Details from that now-dismissed classified documents case should be held back from public view, federal prosecutors said Wednesday, because litigation is still underway in Florida against Trump’s valet and his Mar-a-Lago estate property manager.

The disclosure was made in federal appellate court by Deputy Assistant Attorney General Brian Boynton in response to a recent request from Waltine Nauta, Trump’s valet, and Carlos De Oliveira, his property manager, to stop the publication entirely. Boynton said this was unnecessary.

Smith, he wrote, already recommended to Attorney General Merrick Garland that to “avoid any risk of prejudice” to Nauta and De Oliveira, it would be best to release only information about the Jan. 6 charging decisions so long as criminal proceedings are pending against Nauta and De Oliveria.

The report will, however, be available for private review by members of the House and Senate Judiciary Committees.

Lawyers for Nauta and De Oliveria have pushed for dismissal of their case by citing U.S. District Judge Aileen Cannon’s ruling that Smith was unlawfully appointed to investigate Trump.

This image, contained in the indictment against former President Donald Trump, shows boxes of records stored in a bathroom and shower in the Lake Room at Trump's Mar-a-Lago estate in Palm Beach, Florida.
This image, contained in the indictment against former President Donald Trump, shows boxes of records stored in a bathroom and shower in the Lake Room at Trump's Mar-a-Lago estate in Palm Beach, Florida.
via Associated Press

Smith, for his part, has appealed that ruling, and Boynton wrote in Wednesday’s motion that the special counsel’s appointment isn’t even relevant here. The only thing that matters is Garland’s “handling” of the report, Boynton wrote, adding that Cannon’s dismissal did not create a nationwide injunction on special counsels.

In the meantime, Smith has followed department guidance by taking his findings to Garland and leaving it to him to decide whether the reports will go public.

“That should be the end of the matter,” Boynton wrote.
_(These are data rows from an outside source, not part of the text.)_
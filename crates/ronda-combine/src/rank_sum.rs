//! Rank-sum composite scoring.

use ronda_traits::{Result, stats};

use crate::combiner::{Combiner, CompositePolicy, FactorZScores, rows};

/// Rank-sum combiner.
///
/// Each factor is ranked across the instruments where it is defined (1 =
/// best, ties share the average rank). The composite is the negated mean rank
/// over the selected factors, so higher composites are still better. Less
/// sensitive to outliers than averaging z-scores.
#[derive(Debug, Clone, Default)]
pub struct RankSumCombiner {
    policy: CompositePolicy,
}

impl RankSumCombiner {
    /// Create a new rank-sum combiner with the given policy.
    #[must_use]
    pub const fn new(policy: CompositePolicy) -> Self {
        Self { policy }
    }
}

/// Per-instrument descending ranks of one factor, `None` where undefined.
fn factor_ranks(scores: &[Option<f64>]) -> Vec<Option<f64>> {
    let defined: Vec<f64> = scores.iter().flatten().copied().collect();
    let mut ranks = stats::descending_ranks(&defined).into_iter();
    scores
        .iter()
        .map(|s| s.and_then(|_| ranks.next()))
        .collect()
}

impl Combiner for RankSumCombiner {
    fn combine(&self, factors: &[FactorZScores]) -> Result<Vec<Option<f64>>> {
        let ranked: Vec<FactorZScores> = factors
            .iter()
            .map(|f| FactorZScores {
                name: f.name.clone(),
                scores: factor_ranks(&f.scores),
            })
            .collect();

        Ok(rows(&ranked)?
            .iter()
            .map(|row| {
                let defined = self.policy.select(row)?;
                Some(-defined.iter().map(|(_, r)| r).sum::<f64>() / defined.len() as f64)
            })
            .collect())
    }

    fn name(&self) -> &str {
        "rank_sum"
    }
}
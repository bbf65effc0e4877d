//! Common types used throughout the ronda workspace.
//!
//! This module defines the instrument and date types, the set of observation
//! fields a provider may supply, and the `MarketData` frame wrapper used as
//! the tabular input to the engine.

use std::{fmt, str::FromStr};

use polars::prelude::*;
use serde::{Deserialize, Serialize};

use crate::error::{Result, RondaError};

// Re-export date type from chrono
pub use chrono::NaiveDate as Date;

/// An instrument identifier, typically a ticker such as "AAPL".
pub type Symbol = String;

/// Observation field supplied by a data provider.
///
/// Prices are expected at daily or month-end granularity; fundamentals are
/// month-end (or quarter-end) snapshots.
#[derive(Debug, Clone, Copy, PartialEq, Eq, PartialOrd, Ord, Hash, Serialize, Deserialize)]
#[serde(rename_all = "snake_case")]
pub enum Field {
    /// Closing price.
    Price,
    /// Shares outstanding.
    SharesOutstanding,
    /// Trailing twelve months earnings.
    EarningsTtm,
    /// Gross profit.
    GrossProfit,
    /// Total assets.
    TotalAssets,
    /// Market capitalization.
    MarketCap,
}

impl Field {
    /// All fields, in column order.
    pub const ALL: [Self; 6] = [
        Self::Price,
        Self::SharesOutstanding,
        Self::EarningsTtm,
        Self::GrossProfit,
        Self::TotalAssets,
        Self::MarketCap,
    ];

    /// Column name of this field in a long-format input frame.
    #[must_use]
    pub const fn as_str(&self) -> &'static str {
        match self {
            Self::Price => "price",
            Self::SharesOutstanding => "shares_outstanding",
            Self::EarningsTtm => "earnings_ttm",
            Self::GrossProfit => "gross_profit",
            Self::TotalAssets => "total_assets",
            Self::MarketCap => "market_cap",
        }
    }

    /// Whether the field is a fundamental snapshot rather than a price.
    #[must_use]
    pub const fn is_fundamental(&self) -> bool {
        !matches!(self, Self::Price)
    }
}

impl fmt::Display for Field {
    fn fmt(&self, f: &mut fmt::Formatter<'_>) -> fmt::Result {
        f.write_str(self.as_str())
    }
}

impl FromStr for Field {
    type Err = RondaError;

    fn from_str(s: &str) -> Result<Self> {
        Self::ALL
            .into_iter()
            .find(|field| field.as_str() == s)
            .ok_or_else(|| RondaError::InvalidData(format!("unknown field '{s}'")))
    }
}

/// Container for raw provider data.
///
/// `MarketData` wraps a long-format Polars DataFrame with one row per
/// (symbol, date) and one column per [`Field`]. Null cells are missing
/// observations.
///
/// # Expected Schema
///
/// - `symbol`: instrument identifier (string)
/// - `date`: observation date (polars `Date` or `YYYY-MM-DD` string)
/// - any subset of `price`, `shares_outstanding`, `earnings_ttm`,
///   `gross_profit`, `total_assets`, `market_cap`
///
/// # Example
///
/// ```no_run
/// use ronda_traits::MarketData;
/// use polars::prelude::*;
///
/// let df = df! {
///     "symbol" => &["AAPL", "MSFT"],
///     "date" => &["2024-01-31", "2024-01-31"],
///     "price" => &[185.0, 397.0],
/// }.unwrap();
///
/// let market_data = MarketData::new(df);
/// ```
#[derive(Debug, Clone)]
pub struct MarketData {
    data: DataFrame,
}

impl MarketData {
    /// Creates a new `MarketData` instance from a DataFrame.
    pub const fn new(data: DataFrame) -> Self {
        Self { data }
    }

    /// Returns a reference to the underlying DataFrame.
    pub const fn data(&self) -> &DataFrame {
        &self.data
    }

    /// Consumes self and returns the underlying DataFrame.
    pub fn into_inner(self) -> DataFrame {
        self.data
    }

    /// Returns the number of rows.
    pub fn len(&self) -> usize {
        self.data.height()
    }

    /// Returns whether the frame is empty.
    pub fn is_empty(&self) -> bool {
        self.data.is_empty()
    }

    /// Checks if a column exists.
    pub fn has_column(&self, name: &str) -> bool {
        self.data
            .get_column_names()
            .iter()
            .any(|s| s.as_str() == name)
    }

    /// Gets a column by name.
    pub fn column(&self, name: &str) -> Option<&Column> {
        self.data.column(name).ok()
    }

    /// Fields present as columns in this frame.
    pub fn fields(&self) -> Vec<Field> {
        Field::ALL
            .into_iter()
            .filter(|field| self.has_column(field.as_str()))
            .collect()
    }

    /// Fails with [`RondaError::MissingColumn`] unless `symbol`, `date` and at
    /// least a `price` column are present.
    pub fn validate(&self) -> Result<()> {
        for col in ["symbol", "date", Field::Price.as_str()] {
            if !self.has_column(col) {
                return Err(RondaError::MissingColumn(col.to_string()));
            }
        }
        Ok(())
    }
}

impl From<DataFrame> for MarketData {
    fn from(data: DataFrame) -> Self {
        Self::new(data)
    }
}

impl AsRef<DataFrame> for MarketData {
    fn as_ref(&self) -> &DataFrame {
        &self.data
    }
}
He continued: “To avoid the potential need for further emergency litigation in this Court, the United States respectfully requests that this Court make clear in denying the motion that its resolution of this question should be the last word (absent review by the en banc court or the Supreme Court).”

On Tuesday, Cannon issued an order agreeing to temporarily block the release of the full two-volume report until the 11th Circuit Court of Appeals reached a conclusion on Nauta and De Oliveria’s request to have it stopped. The Trump-appointed judge specified that her order would be in effect for at least three days until after the court made its decision or unless directed otherwise.

“The heart of defendants’ claim for emergency injunctive relief is their assertion that ‘Attorney General Garland is certain to make [the Final Report] immediately public’ and thereby prejudice defendants in the event this Court reverses the dismissal of their indictments. But that prediction is incorrect. Attorney General Garland is committed to ensuring the integrity of the Department’s criminal prosecutions. Considering the risk of prejudice to defendants Nauta’s and De Oliveira’s criminal case, the Attorney General has agreed with the Special Counsel’s recommendation that Volume Two of the Final Report should not be publicly released while those cases remain pending,” Boyton wrote. “There is therefore no risk of prejudice to defendants and no basis for an injunction against the Attorney General.”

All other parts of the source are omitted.